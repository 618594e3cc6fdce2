//! XML-DSig enveloped signature verification and HTTP-Redirect query
//! signatures.
use std::collections::HashSet;

use openssl::{
    hash::{hash, MessageDigest},
    memcmp,
    pkey::{PKey, Private},
    sign::{Signer, Verifier},
    x509::X509,
};
use roxmltree::{Document, Node};
use serde::{Deserialize, Serialize};

use crate::{
    c14n,
    codec::{Decoded, RedirectSignature},
    error::Error,
    xml::{self, DSIG_NS},
};

pub const EXC_C14N: &str = "http://www.w3.org/2001/10/xml-exc-c14n#";
pub const ENVELOPED_SIGNATURE: &str = "http://www.w3.org/2000/09/xmldsig#enveloped-signature";

#[derive(Clone, Copy, Debug, PartialEq, Eq, Deserialize, Serialize)]
#[serde(rename_all = "kebab-case")]
pub enum SignatureAlgorithm {
    RsaSha1,
    RsaSha256,
    RsaSha384,
    RsaSha512,
}

impl SignatureAlgorithm {
    pub fn uri(self) -> &'static str {
        match self {
            SignatureAlgorithm::RsaSha1 => "http://www.w3.org/2000/09/xmldsig#rsa-sha1",
            SignatureAlgorithm::RsaSha256 => "http://www.w3.org/2001/04/xmldsig-more#rsa-sha256",
            SignatureAlgorithm::RsaSha384 => "http://www.w3.org/2001/04/xmldsig-more#rsa-sha384",
            SignatureAlgorithm::RsaSha512 => "http://www.w3.org/2001/04/xmldsig-more#rsa-sha512",
        }
    }

    pub fn from_uri(uri: &str) -> Result<Self, Error> {
        [
            SignatureAlgorithm::RsaSha1,
            SignatureAlgorithm::RsaSha256,
            SignatureAlgorithm::RsaSha384,
            SignatureAlgorithm::RsaSha512,
        ]
        .iter()
        .copied()
        .find(|alg| alg.uri() == uri)
        .ok_or_else(|| Error::InvalidSignature(format!("unsupported signature algorithm {}", uri)))
    }

    pub fn digest(self) -> MessageDigest {
        match self {
            SignatureAlgorithm::RsaSha1 => MessageDigest::sha1(),
            SignatureAlgorithm::RsaSha256 => MessageDigest::sha256(),
            SignatureAlgorithm::RsaSha384 => MessageDigest::sha384(),
            SignatureAlgorithm::RsaSha512 => MessageDigest::sha512(),
        }
    }

    /// `DigestMethod` paired with this algorithm when signing.
    pub fn digest_uri(self) -> &'static str {
        match self {
            SignatureAlgorithm::RsaSha1 => "http://www.w3.org/2000/09/xmldsig#sha1",
            SignatureAlgorithm::RsaSha256 => "http://www.w3.org/2001/04/xmlenc#sha256",
            SignatureAlgorithm::RsaSha384 => "http://www.w3.org/2001/04/xmldsig-more#sha384",
            SignatureAlgorithm::RsaSha512 => "http://www.w3.org/2001/04/xmlenc#sha512",
        }
    }
}

fn digest_from_uri(uri: &str) -> Result<MessageDigest, Error> {
    match uri {
        "http://www.w3.org/2000/09/xmldsig#sha1" => Ok(MessageDigest::sha1()),
        "http://www.w3.org/2001/04/xmlenc#sha256" => Ok(MessageDigest::sha256()),
        "http://www.w3.org/2001/04/xmldsig-more#sha384" => Ok(MessageDigest::sha384()),
        "http://www.w3.org/2001/04/xmlenc#sha512" => Ok(MessageDigest::sha512()),
        other => Err(Error::InvalidSignature(format!(
            "unsupported digest algorithm {}",
            other
        ))),
    }
}

fn invalid(message: &str) -> Error {
    Error::InvalidSignature(message.into())
}

fn decode_base64(value: &str) -> Result<Vec<u8>, Error> {
    let compact: String = value.chars().filter(|c| !c.is_whitespace()).collect();
    base64::decode(compact).map_err(|e| Error::InvalidSignature(format!("bad base64: {}", e)))
}

fn algorithm<'a, 'input>(node: Option<Node<'a, 'input>>) -> Option<&'a str> {
    node.and_then(|n| n.attribute("Algorithm"))
}

/// `PrefixList` of an `InclusiveNamespaces` child, if any.
fn inclusive_prefixes(node: Node) -> Vec<String> {
    xml::child(node, EXC_C14N, "InclusiveNamespaces")
        .and_then(|n| n.attribute("PrefixList"))
        .map(|list| list.split_whitespace().map(String::from).collect())
        .unwrap_or_default()
}

/// Whether any certificate in the set produced `signature` over `data`.
///
/// A certificate that fails to load or verify simply does not match, so the
/// result does not depend on where the signing certificate sits in the set.
pub fn verify_with_any(
    certs: &[X509],
    alg: SignatureAlgorithm,
    data: &[u8],
    signature: &[u8],
) -> bool {
    certs.iter().any(|cert| {
        let verified = || -> Result<bool, openssl::error::ErrorStack> {
            let public = cert.public_key()?;
            let mut verifier = Verifier::new(alg.digest(), &public)?;
            verifier.update(data)?;
            verifier.verify(signature)
        };
        verified().unwrap_or(false)
    })
}

fn verify_one<'a, 'input>(
    raw: &str,
    doc: &'a Document<'input>,
    signature: Node<'a, 'input>,
    certs: &[X509],
) -> Result<String, Error> {
    let parent = signature
        .parent_element()
        .ok_or_else(|| invalid("signature has no parent element"))?;
    let id = parent
        .attribute("ID")
        .ok_or_else(|| invalid("signed element has no ID"))?;
    match xml::element_by_id(doc, id)? {
        Some(found) if found == parent => {}
        _ => return Err(invalid("signed element cannot be located by its ID")),
    }

    let signed_info = xml::child(signature, DSIG_NS, "SignedInfo")
        .ok_or_else(|| invalid("missing SignedInfo"))?;
    let c14n_method = xml::child(signed_info, DSIG_NS, "CanonicalizationMethod");
    if algorithm(c14n_method) != Some(EXC_C14N) {
        return Err(invalid("SignedInfo must use exclusive canonicalization"));
    }
    let alg = SignatureAlgorithm::from_uri(
        algorithm(xml::child(signed_info, DSIG_NS, "SignatureMethod"))
            .ok_or_else(|| invalid("missing SignatureMethod"))?,
    )?;

    let mut references = xml::children(signed_info, DSIG_NS, "Reference");
    let reference = references
        .next()
        .ok_or_else(|| invalid("missing Reference"))?;
    if references.next().is_some() {
        return Err(invalid("only a single Reference is supported"));
    }
    if reference.attribute("URI") != Some(format!("#{}", id).as_str()) {
        return Err(invalid("Reference does not point at the enclosing element"));
    }

    let mut enveloped = false;
    let mut prefixes = Vec::new();
    if let Some(transforms) = xml::child(reference, DSIG_NS, "Transforms") {
        for transform in xml::children(transforms, DSIG_NS, "Transform") {
            match transform.attribute("Algorithm") {
                Some(ENVELOPED_SIGNATURE) => enveloped = true,
                Some(EXC_C14N) => prefixes = inclusive_prefixes(transform),
                other => {
                    return Err(Error::InvalidSignature(format!(
                        "unsupported transform {:?}",
                        other
                    )))
                }
            }
        }
    }
    if !enveloped {
        return Err(invalid("only enveloped signatures are supported"));
    }

    let digest = digest_from_uri(
        algorithm(xml::child(reference, DSIG_NS, "DigestMethod"))
            .ok_or_else(|| invalid("missing DigestMethod"))?,
    )?;
    let expected_digest = decode_base64(
        &xml::child_text(reference, DSIG_NS, "DigestValue")
            .ok_or_else(|| invalid("missing DigestValue"))?,
    )?;

    let ordinal = |node: Node<'a, 'input>| {
        xml::element_ordinal(doc, node).ok_or_else(|| invalid("lost element"))
    };
    let canonical = c14n::canonicalize(raw, ordinal(parent)?, Some(ordinal(signature)?), &prefixes)?;
    let actual_digest = hash(digest, canonical.as_bytes())?;
    if actual_digest.len() != expected_digest.len()
        || !memcmp::eq(&actual_digest, &expected_digest)
    {
        return Err(invalid("digest mismatch"));
    }

    let signed_info_prefixes = c14n_method.map(inclusive_prefixes).unwrap_or_default();
    let canonical_signed_info =
        c14n::canonicalize(raw, ordinal(signed_info)?, None, &signed_info_prefixes)?;
    let signature_value = decode_base64(
        &xml::child_text(signature, DSIG_NS, "SignatureValue")
            .ok_or_else(|| invalid("missing SignatureValue"))?,
    )?;
    if !verify_with_any(certs, alg, canonical_signed_info.as_bytes(), &signature_value) {
        return Err(invalid("no configured certificate validates the signature"));
    }
    Ok(id.to_owned())
}

/// Verify every enveloped signature in `raw` against `certs`, returning the
/// IDs of the elements they cover.
///
/// An empty set means the document carried no signature at all. A signature
/// that is present but does not verify fails the whole document.
pub fn verify_signature(raw: &str, certs: &[X509]) -> Result<HashSet<String>, Error> {
    let doc = xml::parse(raw)?;
    let mut signed = HashSet::new();
    for signature in doc
        .descendants()
        .filter(|n| xml::is(*n, DSIG_NS, "Signature"))
    {
        if certs.is_empty() {
            return Err(invalid("no certificate to verify the signature with"));
        }
        signed.insert(verify_one(raw, &doc, signature, certs)?);
    }
    Ok(signed)
}

/// Verify an HTTP-Redirect query signature.
pub fn verify_redirect_signature(
    signature: &RedirectSignature,
    certs: &[X509],
) -> Result<(), Error> {
    let alg = SignatureAlgorithm::from_uri(&signature.sig_alg)?;
    if verify_with_any(
        certs,
        alg,
        signature.signed_octets.as_bytes(),
        &signature.signature,
    ) {
        Ok(())
    } else {
        Err(invalid("query signature does not verify"))
    }
}

/// Sign the octets of an HTTP-Redirect query.
pub fn sign_redirect(
    octets: &str,
    key: &PKey<Private>,
    alg: SignatureAlgorithm,
) -> Result<Vec<u8>, Error> {
    let mut signer = Signer::new(alg.digest(), key)?;
    signer.update(octets.as_bytes())?;
    Ok(signer.sign_to_vec()?)
}

/// Outcome of checking a decoded message for signatures.
#[derive(Clone, Copy, Debug, PartialEq, Eq)]
pub enum SignatureCheck {
    Verified,
    Absent,
}

impl Decoded {
    /// Verify whatever signatures the message carries, query signature and
    /// enveloped XML signatures alike, and mark the covered parts signed.
    pub fn verify_signature(&mut self, certs: &[X509]) -> Result<SignatureCheck, Error> {
        let mut check = SignatureCheck::Absent;
        if let Some(signature) = &self.redirect_signature {
            verify_redirect_signature(signature, certs)?;
            self.message.mark_signed();
            check = SignatureCheck::Verified;
        }
        let signed_ids = verify_signature(&self.xml, certs)?;
        if !signed_ids.is_empty() {
            self.message.apply_signed_ids(&signed_ids);
            check = SignatureCheck::Verified;
        }
        Ok(check)
    }
}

+ + + + + + +

■ Work to complete:
Please copy every line from the entries that includes the word "update".

■ Exercise answer:
            verifier.update(data)?;
    signer.update(octets.as_bytes())?;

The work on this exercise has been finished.